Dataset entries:
========================

//! Logging for Switchboard
//!
//! Installs a `tracing-subscriber` registry with an `EnvFilter` and a `fmt`
//! layer writing either human-readable text or JSON lines.

use switchboard_config::{LogFormat, TelemetryConfig};
use tracing_subscriber::EnvFilter;
use tracing_subscriber::layer::SubscriberExt;
use tracing_subscriber::util::SubscriberInitExt;

/// Held by `main` for the lifetime of the process
#[must_use = "dropping the guard ends the logging scope"]
#[derive(Debug)]
pub struct TelemetryGuard {
    format: LogFormat,
}

impl TelemetryGuard {
    /// Format the installed subscriber writes
    pub const fn format(&self) -> LogFormat {
        self.format
    }
}

/// Filter directive in effect: config, then `RUST_LOG`, then `default_filter`
pub fn filter_directive(config: Option<&TelemetryConfig>, default_filter: &str) -> String {
    config
        .and_then(|c| c.filter.clone())
        .filter(|f| !f.trim().is_empty())
        .or_else(|| std::env::var(EnvFilter::DEFAULT_ENV).ok().filter(|f| !f.trim().is_empty()))
        .unwrap_or_else(|| default_filter.to_owned())
}

/// Initialize logging from configuration
///
/// # Errors
///
/// Returns an error if the filter directive is invalid or a global
/// subscriber is already installed
pub fn init(config: Option<&TelemetryConfig>, default_filter: &str) -> anyhow::Result<TelemetryGuard> {
    let directive = filter_directive(config, default_filter);
    let filter = EnvFilter::try_new(&directive).map_err(|e| anyhow::anyhow!("invalid log filter `{directive}`: {e}"))?;
    let format = config.map(|c| c.format).unwrap_or_default();

    let fmt_layer = tracing_subscriber::fmt::layer()
        .with_target(true)
        .with_thread_ids(false)
        .with_file(false)
        .with_line_number(false);

    let registry = tracing_subscriber::registry().with(filter);
    match format {
        LogFormat::Text => registry.with(fmt_layer).try_init(),
        LogFormat::Json => registry.with(fmt_layer.json().flatten_event(true)).try_init(),
    }
    .map_err(|e| anyhow::anyhow!("failed to install tracing subscriber: {e}"))?;

    Ok(TelemetryGuard { format })
}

========================

WHAT IS BEING ASKED: Word for word, restate the lines above from the line containing "or JSON lines." through the line containing "#[derive(Debug)]", with both included and nothing else.

SOLUTION FOR THIS PROBLEM:
//! layer writing either human-readable text or JSON lines.

use switchboard_config::{LogFormat, TelemetryConfig};
use tracing_subscriber::EnvFilter;
use tracing_subscriber::layer::SubscriberExt;
use tracing_subscriber::util::SubscriberInitExt;

/// Held by `main` for the lifetime of the process
#[must_use = "dropping the guard ends the logging scope"]
#[derive(Debug)]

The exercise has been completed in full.